## Required work
State, as a number alone, how many lines of the entries contain the word "TownConfig".

[Stored data entries]
[Start of Attachment]

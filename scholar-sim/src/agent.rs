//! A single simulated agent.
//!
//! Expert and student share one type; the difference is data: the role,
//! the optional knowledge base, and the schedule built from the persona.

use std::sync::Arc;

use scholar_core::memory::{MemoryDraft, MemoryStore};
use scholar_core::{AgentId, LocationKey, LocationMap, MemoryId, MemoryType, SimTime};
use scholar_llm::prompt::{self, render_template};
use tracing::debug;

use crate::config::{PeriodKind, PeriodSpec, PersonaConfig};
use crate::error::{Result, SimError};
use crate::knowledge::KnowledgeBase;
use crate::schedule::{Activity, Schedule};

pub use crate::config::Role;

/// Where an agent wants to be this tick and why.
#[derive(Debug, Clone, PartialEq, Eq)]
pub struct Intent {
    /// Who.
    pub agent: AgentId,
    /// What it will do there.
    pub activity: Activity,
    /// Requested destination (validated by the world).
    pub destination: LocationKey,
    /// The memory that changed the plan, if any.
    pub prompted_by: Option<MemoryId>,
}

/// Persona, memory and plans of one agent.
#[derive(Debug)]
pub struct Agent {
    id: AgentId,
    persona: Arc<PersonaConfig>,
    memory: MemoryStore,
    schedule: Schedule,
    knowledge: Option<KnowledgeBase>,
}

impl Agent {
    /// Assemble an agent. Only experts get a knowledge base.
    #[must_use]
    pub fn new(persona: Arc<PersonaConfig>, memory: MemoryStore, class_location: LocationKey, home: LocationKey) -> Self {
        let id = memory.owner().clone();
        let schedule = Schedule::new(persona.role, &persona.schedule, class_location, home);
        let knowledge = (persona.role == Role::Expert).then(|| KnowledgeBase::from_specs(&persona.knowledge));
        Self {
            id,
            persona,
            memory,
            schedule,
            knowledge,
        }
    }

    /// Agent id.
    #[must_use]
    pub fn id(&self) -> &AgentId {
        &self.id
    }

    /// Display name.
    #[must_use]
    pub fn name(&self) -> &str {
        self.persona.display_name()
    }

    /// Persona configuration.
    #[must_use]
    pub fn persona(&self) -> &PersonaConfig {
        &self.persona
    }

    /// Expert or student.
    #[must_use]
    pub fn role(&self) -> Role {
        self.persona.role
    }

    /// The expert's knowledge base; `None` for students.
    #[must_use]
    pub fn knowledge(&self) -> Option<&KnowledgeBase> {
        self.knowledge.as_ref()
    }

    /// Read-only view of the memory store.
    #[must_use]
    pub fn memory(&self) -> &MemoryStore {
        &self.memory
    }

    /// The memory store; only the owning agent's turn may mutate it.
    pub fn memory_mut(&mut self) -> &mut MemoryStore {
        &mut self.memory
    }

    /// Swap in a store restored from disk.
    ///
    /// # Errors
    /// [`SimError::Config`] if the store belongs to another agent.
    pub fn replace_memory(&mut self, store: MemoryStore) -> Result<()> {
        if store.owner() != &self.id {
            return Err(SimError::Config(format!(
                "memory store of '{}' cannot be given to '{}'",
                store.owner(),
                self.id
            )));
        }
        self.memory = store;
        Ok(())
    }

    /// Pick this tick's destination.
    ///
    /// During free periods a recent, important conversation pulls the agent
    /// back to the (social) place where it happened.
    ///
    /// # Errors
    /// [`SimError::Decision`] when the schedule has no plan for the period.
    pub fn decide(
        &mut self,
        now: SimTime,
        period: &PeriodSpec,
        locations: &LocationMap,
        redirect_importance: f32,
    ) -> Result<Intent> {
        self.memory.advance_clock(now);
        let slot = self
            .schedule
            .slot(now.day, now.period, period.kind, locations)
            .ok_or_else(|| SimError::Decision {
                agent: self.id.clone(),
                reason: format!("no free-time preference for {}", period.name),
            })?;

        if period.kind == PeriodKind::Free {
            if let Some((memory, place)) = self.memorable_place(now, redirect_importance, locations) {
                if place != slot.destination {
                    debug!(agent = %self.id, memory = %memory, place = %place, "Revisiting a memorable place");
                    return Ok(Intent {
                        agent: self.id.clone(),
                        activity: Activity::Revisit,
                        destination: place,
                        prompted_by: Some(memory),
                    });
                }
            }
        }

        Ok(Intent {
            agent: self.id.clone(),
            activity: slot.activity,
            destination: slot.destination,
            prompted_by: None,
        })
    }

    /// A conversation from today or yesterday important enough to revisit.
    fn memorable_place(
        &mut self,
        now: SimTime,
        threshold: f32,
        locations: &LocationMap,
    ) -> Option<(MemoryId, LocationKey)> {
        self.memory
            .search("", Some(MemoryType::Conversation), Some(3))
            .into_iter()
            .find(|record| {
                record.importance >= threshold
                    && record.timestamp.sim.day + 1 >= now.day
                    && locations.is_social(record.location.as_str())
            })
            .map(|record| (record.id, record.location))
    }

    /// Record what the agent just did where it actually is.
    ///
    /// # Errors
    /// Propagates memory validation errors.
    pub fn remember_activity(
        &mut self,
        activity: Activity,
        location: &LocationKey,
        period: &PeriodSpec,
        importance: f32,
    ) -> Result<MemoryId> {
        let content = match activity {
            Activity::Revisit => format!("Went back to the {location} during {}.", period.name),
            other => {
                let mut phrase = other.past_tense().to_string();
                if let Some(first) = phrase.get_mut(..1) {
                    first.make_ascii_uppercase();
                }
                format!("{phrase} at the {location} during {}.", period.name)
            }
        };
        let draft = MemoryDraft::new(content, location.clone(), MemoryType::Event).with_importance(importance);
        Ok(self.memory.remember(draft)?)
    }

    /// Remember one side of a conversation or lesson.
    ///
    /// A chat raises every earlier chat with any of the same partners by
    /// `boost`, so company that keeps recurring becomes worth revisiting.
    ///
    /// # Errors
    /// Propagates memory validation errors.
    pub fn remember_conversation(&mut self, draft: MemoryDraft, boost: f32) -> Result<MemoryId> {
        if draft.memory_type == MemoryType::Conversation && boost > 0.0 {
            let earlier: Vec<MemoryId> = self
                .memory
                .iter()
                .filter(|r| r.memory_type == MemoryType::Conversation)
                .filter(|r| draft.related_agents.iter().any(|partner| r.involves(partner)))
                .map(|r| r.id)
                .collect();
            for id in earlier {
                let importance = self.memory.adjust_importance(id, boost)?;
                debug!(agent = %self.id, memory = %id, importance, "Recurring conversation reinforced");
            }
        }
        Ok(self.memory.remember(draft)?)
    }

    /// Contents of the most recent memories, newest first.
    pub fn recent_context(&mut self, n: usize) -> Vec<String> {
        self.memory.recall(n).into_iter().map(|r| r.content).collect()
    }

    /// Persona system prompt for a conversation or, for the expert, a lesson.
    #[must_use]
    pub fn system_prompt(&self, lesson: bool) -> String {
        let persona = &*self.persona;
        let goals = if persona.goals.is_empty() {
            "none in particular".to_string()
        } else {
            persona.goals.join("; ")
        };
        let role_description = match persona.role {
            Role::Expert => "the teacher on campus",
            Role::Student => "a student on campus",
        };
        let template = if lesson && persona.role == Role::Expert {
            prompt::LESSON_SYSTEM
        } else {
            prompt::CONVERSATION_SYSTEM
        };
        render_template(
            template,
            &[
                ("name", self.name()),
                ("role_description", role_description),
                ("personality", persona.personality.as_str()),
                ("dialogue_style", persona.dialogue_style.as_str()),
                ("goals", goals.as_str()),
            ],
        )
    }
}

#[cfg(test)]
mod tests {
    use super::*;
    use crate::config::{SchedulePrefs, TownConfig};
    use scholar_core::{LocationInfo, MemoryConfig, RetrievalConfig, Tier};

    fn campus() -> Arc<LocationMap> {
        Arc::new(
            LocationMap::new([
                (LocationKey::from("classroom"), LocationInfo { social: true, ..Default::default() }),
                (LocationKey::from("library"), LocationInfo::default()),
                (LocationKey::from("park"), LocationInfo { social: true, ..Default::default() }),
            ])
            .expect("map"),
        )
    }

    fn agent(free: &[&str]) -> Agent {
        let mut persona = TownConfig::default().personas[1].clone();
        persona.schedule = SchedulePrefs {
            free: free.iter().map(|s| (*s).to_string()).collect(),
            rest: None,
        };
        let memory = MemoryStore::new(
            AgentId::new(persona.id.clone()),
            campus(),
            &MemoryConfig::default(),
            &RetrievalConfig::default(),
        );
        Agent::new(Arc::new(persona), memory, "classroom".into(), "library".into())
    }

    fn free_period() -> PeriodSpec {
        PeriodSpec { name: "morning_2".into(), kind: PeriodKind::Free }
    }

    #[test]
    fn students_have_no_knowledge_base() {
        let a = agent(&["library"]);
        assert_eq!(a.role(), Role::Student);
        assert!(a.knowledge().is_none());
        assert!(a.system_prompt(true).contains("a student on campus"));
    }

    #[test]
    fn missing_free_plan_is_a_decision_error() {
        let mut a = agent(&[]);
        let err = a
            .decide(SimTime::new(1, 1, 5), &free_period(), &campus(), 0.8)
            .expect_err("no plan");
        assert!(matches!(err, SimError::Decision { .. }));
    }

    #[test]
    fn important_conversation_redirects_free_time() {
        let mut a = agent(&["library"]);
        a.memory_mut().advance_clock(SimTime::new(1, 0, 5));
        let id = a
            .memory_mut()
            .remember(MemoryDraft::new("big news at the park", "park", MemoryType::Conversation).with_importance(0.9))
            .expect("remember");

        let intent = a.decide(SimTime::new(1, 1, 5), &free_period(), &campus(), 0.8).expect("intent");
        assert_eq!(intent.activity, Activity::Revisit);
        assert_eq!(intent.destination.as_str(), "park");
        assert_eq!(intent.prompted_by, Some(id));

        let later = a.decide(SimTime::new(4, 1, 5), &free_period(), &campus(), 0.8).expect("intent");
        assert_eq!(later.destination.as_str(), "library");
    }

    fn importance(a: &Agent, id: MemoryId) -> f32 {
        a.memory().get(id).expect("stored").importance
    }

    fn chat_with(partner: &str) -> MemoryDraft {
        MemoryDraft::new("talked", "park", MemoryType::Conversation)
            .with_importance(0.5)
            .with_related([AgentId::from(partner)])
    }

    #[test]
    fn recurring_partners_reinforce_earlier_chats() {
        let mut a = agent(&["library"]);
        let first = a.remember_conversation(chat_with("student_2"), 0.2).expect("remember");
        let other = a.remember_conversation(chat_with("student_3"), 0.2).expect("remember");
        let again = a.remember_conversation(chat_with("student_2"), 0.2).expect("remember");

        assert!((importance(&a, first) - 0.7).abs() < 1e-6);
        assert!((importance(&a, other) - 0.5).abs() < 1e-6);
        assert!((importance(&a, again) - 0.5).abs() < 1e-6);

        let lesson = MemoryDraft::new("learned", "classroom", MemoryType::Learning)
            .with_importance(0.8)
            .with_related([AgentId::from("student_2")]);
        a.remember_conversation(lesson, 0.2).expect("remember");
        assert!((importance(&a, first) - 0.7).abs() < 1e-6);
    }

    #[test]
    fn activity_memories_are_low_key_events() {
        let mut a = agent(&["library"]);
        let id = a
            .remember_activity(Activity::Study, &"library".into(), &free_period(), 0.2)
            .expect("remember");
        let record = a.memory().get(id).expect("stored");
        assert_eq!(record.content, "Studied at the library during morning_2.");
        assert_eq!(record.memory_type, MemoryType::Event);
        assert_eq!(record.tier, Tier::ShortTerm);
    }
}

[End of Attachment]

## Task answer
2